Exercise goal
What the task requires is each entry, restated exactly.

═══ Dataset entries ═══

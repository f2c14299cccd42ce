use indexmap::IndexMap;
use pest::Parser;
use pest::error::InputLocation;
use pest::iterators::Pair;
use serde::{Serialize, Serializer};

use crate::error::{SfcError, SfcResult};

#[derive(pest_derive::Parser)]
#[grammar = "sfc.pest"]
struct SfcParser;

#[derive(Debug, Clone, PartialEq, Eq, Hash)]
pub enum BlockKind {
    Template,
    Script,
    Style,
    /// Any other top-level tag; the tag name is kept.
    Custom(String),
}

impl BlockKind {
    pub fn from_tag(tag: &str) -> Self {
        match tag {
            "template" => BlockKind::Template,
            "script" => BlockKind::Script,
            "style" => BlockKind::Style,
            other => BlockKind::Custom(other.to_string()),
        }
    }

    pub fn as_str(&self) -> &str {
        match self {
            BlockKind::Template => "template",
            BlockKind::Script => "script",
            BlockKind::Style => "style",
            BlockKind::Custom(tag) => tag,
        }
    }
}

impl Serialize for BlockKind {
    fn serialize<S: Serializer>(&self, serializer: S) -> Result<S::Ok, S::Error> {
        serializer.serialize_str(self.as_str())
    }
}

/// Value of an attribute on a block's opening tag. Attributes written
/// without a value (`<style scoped>`) are `Flag`.
#[derive(Debug, Clone, PartialEq, Eq, Serialize)]
#[serde(untagged)]
pub enum AttrValue {
    Text(String),
    Flag(bool),
}

impl AttrValue {
    pub fn as_str(&self) -> Option<&str> {
        match self {
            AttrValue::Text(s) => Some(s),
            AttrValue::Flag(_) => None,
        }
    }
}

#[derive(Debug, Clone, PartialEq, Serialize)]
pub struct Block {
    pub kind: BlockKind,
    /// Text between the opening and closing tag, whitespace included.
    pub content: String,
    pub start_offset: usize,
    pub end_offset: usize,
    pub attrs: IndexMap<String, AttrValue>,
}

impl Block {
    pub fn lang(&self) -> Option<&str> {
        self.attrs.get("lang").and_then(AttrValue::as_str)
    }

    pub fn scoped(&self) -> bool {
        match self.attrs.get("scoped") {
            Some(AttrValue::Flag(on)) => *on,
            Some(AttrValue::Text(v)) => v != "false",
            None => false,
        }
    }
}

/// Split a component source into its top-level blocks, in source order.
pub fn split(source: &str) -> SfcResult<Vec<Block>> {
    let mut pairs = SfcParser::parse(Rule::file, source).map_err(|e| {
        let offset = match e.location {
            InputLocation::Pos(p) => p,
            InputLocation::Span((s, _)) => s,
        };
        SfcError::malformed(offset, "expected a top-level block such as <template>, <script> or <style>")
    })?;
    let file = pairs
        .next()
        .ok_or_else(|| SfcError::malformed(0, "empty component source"))?;

    let mut blocks = Vec::new();
    let mut seen_template = false;
    let mut seen_script = false;

    for node in file.into_inner() {
        if node.as_rule() != Rule::block {
            continue;
        }
        let tag_offset = node.as_span().start();
        let block = consume_block(node)?;
        match block.kind {
            BlockKind::Template if seen_template => {
                return Err(SfcError::malformed(tag_offset, "a component can have only one <template> block"));
            }
            BlockKind::Script if seen_script => {
                return Err(SfcError::malformed(tag_offset, "a component can have only one <script> block"));
            }
            BlockKind::Template => seen_template = true,
            BlockKind::Script => seen_script = true,
            _ => {}
        }
        log::trace!(
            "split: <{}> {}..{}",
            block.kind.as_str(),
            block.start_offset,
            block.end_offset
        );
        blocks.push(block);
    }

    Ok(blocks)
}

fn consume_block(block: Pair<Rule>) -> SfcResult<Block> {
    let tag_offset = block.as_span().start();
    let mut tag = String::new();
    let mut attrs = IndexMap::new();
    let mut body = None;

    for p in block.into_inner() {
        match p.as_rule() {
            Rule::open_tag | Rule::raw_open => {
                // tag name and attributes are direct children of open_tag
                for a in p.into_inner() {
                    match a.as_rule() {
                        Rule::tag_name | Rule::raw_name => tag = a.as_str().to_string(),
                        Rule::attribute => {
                            let (name, value) = parse_attr(a);
                            attrs.insert(name, value);
                        }
                        _ => {}
                    }
                }
            }
            Rule::body | Rule::raw_body => {
                let span = p.as_span();
                body = Some((span.start(), span.end(), span.as_str().to_string()));
            }
            Rule::unclosed => {
                return Err(SfcError::malformed(
                    tag_offset,
                    format!("<{tag}> has no matching </{tag}>"),
                ));
            }
            _ => {}
        }
    }

    let (start_offset, end_offset, content) =
        body.ok_or_else(|| SfcError::malformed(tag_offset, "block without a body"))?;

    Ok(Block {
        kind: BlockKind::from_tag(&tag),
        content,
        start_offset,
        end_offset,
        attrs,
    })
}

fn parse_attr(attr: Pair<Rule>) -> (String, AttrValue) {
    // attribute = attr_name ( "=" value )?
    let mut name = String::new();
    let mut value = AttrValue::Flag(true);

    for part in attr.into_inner() {
        match part.as_rule() {
            Rule::attr_name => name = part.as_str().to_string(),
            Rule::dq_value | Rule::sq_value | Rule::unquoted_value => {
                value = AttrValue::Text(part.as_str().to_string())
            }
            _ => {}
        }
    }
    (name, value)
}

/// A split component together with its per-kind block indices.
#[derive(Debug, Clone, PartialEq, Serialize)]
pub struct SfcDescriptor {
    pub blocks: Vec<Block>,
}

impl SfcDescriptor {
    pub fn template(&self) -> Option<&Block> {
        self.blocks.iter().find(|b| b.kind == BlockKind::Template)
    }

    pub fn script(&self) -> Option<&Block> {
        self.blocks.iter().find(|b| b.kind == BlockKind::Script)
    }

    pub fn styles(&self) -> impl Iterator<Item = &Block> {
        self.blocks.iter().filter(|b| b.kind == BlockKind::Style)
    }

    pub fn custom_blocks(&self) -> impl Iterator<Item = &Block> {
        self.blocks
            .iter()
            .filter(|b| matches!(b.kind, BlockKind::Custom(_)))
    }

    /// Blocks paired with their index among blocks of the same category.
    /// Custom blocks share one index space regardless of tag name.
    pub fn indexed(&self) -> Vec<(usize, &Block)> {
        let mut styles = 0;
        let mut customs = 0;
        self.blocks
            .iter()
            .map(|b| {
                let index = match b.kind {
                    BlockKind::Template | BlockKind::Script => 0,
                    BlockKind::Style => {
                        styles += 1;
                        styles - 1
                    }
                    BlockKind::Custom(_) => {
                        customs += 1;
                        customs - 1
                    }
                };
                (index, b)
            })
            .collect()
    }

    /// Find a block by category and per-category index.
    pub fn block(&self, kind: &BlockKind, index: usize) -> Option<&Block> {
        self.indexed()
            .into_iter()
            .find(|(i, b)| *i == index && same_category(&b.kind, kind))
            .map(|(_, b)| b)
    }
}

fn same_category(a: &BlockKind, b: &BlockKind) -> bool {
    match (a, b) {
        (BlockKind::Custom(x), BlockKind::Custom(y)) => x == y,
        _ => a == b,
    }
}

pub fn parse_sfc(source: &str) -> SfcResult<SfcDescriptor> {
    Ok(SfcDescriptor {
        blocks: split(source)?,
    })
}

═══

Solution to this exercise
repository f2c14299cccd42ce
use indexmap::IndexMap;
use pest::Parser;
use pest::error::InputLocation;
use pest::iterators::Pair;
use serde::{Serialize, Serializer};

use crate::error::{SfcError, SfcResult};

#[derive(pest_derive::Parser)]
#[grammar = "sfc.pest"]
struct SfcParser;

#[derive(Debug, Clone, PartialEq, Eq, Hash)]
pub enum BlockKind {
    Template,
    Script,
    Style,
    /// Any other top-level tag; the tag name is kept.
    Custom(String),
}

impl BlockKind {
    pub fn from_tag(tag: &str) -> Self {
        match tag {
            "template" => BlockKind::Template,
            "script" => BlockKind::Script,
            "style" => BlockKind::Style,
            other => BlockKind::Custom(other.to_string()),
        }
    }

    pub fn as_str(&self) -> &str {
        match self {
            BlockKind::Template => "template",
            BlockKind::Script => "script",
            BlockKind::Style => "style",
            BlockKind::Custom(tag) => tag,
        }
    }
}

impl Serialize for BlockKind {
    fn serialize<S: Serializer>(&self, serializer: S) -> Result<S::Ok, S::Error> {
        serializer.serialize_str(self.as_str())
    }
}

/// Value of an attribute on a block's opening tag. Attributes written
/// without a value (`<style scoped>`) are `Flag`.
#[derive(Debug, Clone, PartialEq, Eq, Serialize)]
#[serde(untagged)]
pub enum AttrValue {
    Text(String),
    Flag(bool),
}

impl AttrValue {
    pub fn as_str(&self) -> Option<&str> {
        match self {
            AttrValue::Text(s) => Some(s),
            AttrValue::Flag(_) => None,
        }
    }
}

#[derive(Debug, Clone, PartialEq, Serialize)]
pub struct Block {
    pub kind: BlockKind,
    /// Text between the opening and closing tag, whitespace included.
    pub content: String,
    pub start_offset: usize,
    pub end_offset: usize,
    pub attrs: IndexMap<String, AttrValue>,
}

impl Block {
    pub fn lang(&self) -> Option<&str> {
        self.attrs.get("lang").and_then(AttrValue::as_str)
    }

    pub fn scoped(&self) -> bool {
        match self.attrs.get("scoped") {
            Some(AttrValue::Flag(on)) => *on,
            Some(AttrValue::Text(v)) => v != "false",
            None => false,
        }
    }
}

/// Split a component source into its top-level blocks, in source order.
pub fn split(source: &str) -> SfcResult<Vec<Block>> {
    let mut pairs = SfcParser::parse(Rule::file, source).map_err(|e| {
        let offset = match e.location {
            InputLocation::Pos(p) => p,
            InputLocation::Span((s, _)) => s,
        };
        SfcError::malformed(offset, "expected a top-level block such as <template>, <script> or <style>")
    })?;
    let file = pairs
        .next()
        .ok_or_else(|| SfcError::malformed(0, "empty component source"))?;

    let mut blocks = Vec::new();
    let mut seen_template = false;
    let mut seen_script = false;

    for node in file.into_inner() {
        if node.as_rule() != Rule::block {
            continue;
        }
        let tag_offset = node.as_span().start();
        let block = consume_block(node)?;
        match block.kind {
            BlockKind::Template if seen_template => {
                return Err(SfcError::malformed(tag_offset, "a component can have only one <template> block"));
            }
            BlockKind::Script if seen_script => {
                return Err(SfcError::malformed(tag_offset, "a component can have only one <script> block"));
            }
            BlockKind::Template => seen_template = true,
            BlockKind::Script => seen_script = true,
            _ => {}
        }
        log::trace!(
            "split: <{}> {}..{}",
            block.kind.as_str(),
            block.start_offset,
            block.end_offset
        );
        blocks.push(block);
    }

    Ok(blocks)
}

fn consume_block(block: Pair<Rule>) -> SfcResult<Block> {
    let tag_offset = block.as_span().start();
    let mut tag = String::new();
    let mut attrs = IndexMap::new();
    let mut body = None;

    for p in block.into_inner() {
        match p.as_rule() {
            Rule::open_tag | Rule::raw_open => {
                // tag name and attributes are direct children of open_tag
                for a in p.into_inner() {
                    match a.as_rule() {
                        Rule::tag_name | Rule::raw_name => tag = a.as_str().to_string(),
                        Rule::attribute => {
                            let (name, value) = parse_attr(a);
                            attrs.insert(name, value);
                        }
                        _ => {}
                    }
                }
            }
            Rule::body | Rule::raw_body => {
                let span = p.as_span();
                body = Some((span.start(), span.end(), span.as_str().to_string()));
            }
            Rule::unclosed => {
                return Err(SfcError::malformed(
                    tag_offset,
                    format!("<{tag}> has no matching </{tag}>"),
                ));
            }
            _ => {}
        }
    }

    let (start_offset, end_offset, content) =
        body.ok_or_else(|| SfcError::malformed(tag_offset, "block without a body"))?;

    Ok(Block {
        kind: BlockKind::from_tag(&tag),
        content,
        start_offset,
        end_offset,
        attrs,
    })
}

fn parse_attr(attr: Pair<Rule>) -> (String, AttrValue) {
    // attribute = attr_name ( "=" value )?
    let mut name = String::new();
    let mut value = AttrValue::Flag(true);

    for part in attr.into_inner() {
        match part.as_rule() {
            Rule::attr_name => name = part.as_str().to_string(),
            Rule::dq_value | Rule::sq_value | Rule::unquoted_value => {
                value = AttrValue::Text(part.as_str().to_string())
            }
            _ => {}
        }
    }
    (name, value)
}

/// A split component together with its per-kind block indices.
#[derive(Debug, Clone, PartialEq, Serialize)]
pub struct SfcDescriptor {
    pub blocks: Vec<Block>,
}

impl SfcDescriptor {
    pub fn template(&self) -> Option<&Block> {
        self.blocks.iter().find(|b| b.kind == BlockKind::Template)
    }

    pub fn script(&self) -> Option<&Block> {
        self.blocks.iter().find(|b| b.kind == BlockKind::Script)
    }

    pub fn styles(&self) -> impl Iterator<Item = &Block> {
        self.blocks.iter().filter(|b| b.kind == BlockKind::Style)
    }

    pub fn custom_blocks(&self) -> impl Iterator<Item = &Block> {
        self.blocks
            .iter()
            .filter(|b| matches!(b.kind, BlockKind::Custom(_)))
    }

    /// Blocks paired with their index among blocks of the same category.
    /// Custom blocks share one index space regardless of tag name.
    pub fn indexed(&self) -> Vec<(usize, &Block)> {
        let mut styles = 0;
        let mut customs = 0;
        self.blocks
            .iter()
            .map(|b| {
                let index = match b.kind {
                    BlockKind::Template | BlockKind::Script => 0,
                    BlockKind::Style => {
                        styles += 1;
                        styles - 1
                    }
                    BlockKind::Custom(_) => {
                        customs += 1;
                        customs - 1
                    }
                };
                (index, b)
            })
            .collect()
    }

    /// Find a block by category and per-category index.
    pub fn block(&self, kind: &BlockKind, index: usize) -> Option<&Block> {
        self.indexed()
            .into_iter()
            .find(|(i, b)| *i == index && same_category(&b.kind, kind))
            .map(|(_, b)| b)
    }
}

fn same_category(a: &BlockKind, b: &BlockKind) -> bool {
    match (a, b) {
        (BlockKind::Custom(x), BlockKind::Custom(y)) => x == y,
        _ => a == b,
    }
}

pub fn parse_sfc(source: &str) -> SfcResult<SfcDescriptor> {
    Ok(SfcDescriptor {
        blocks: split(source)?,
    })
}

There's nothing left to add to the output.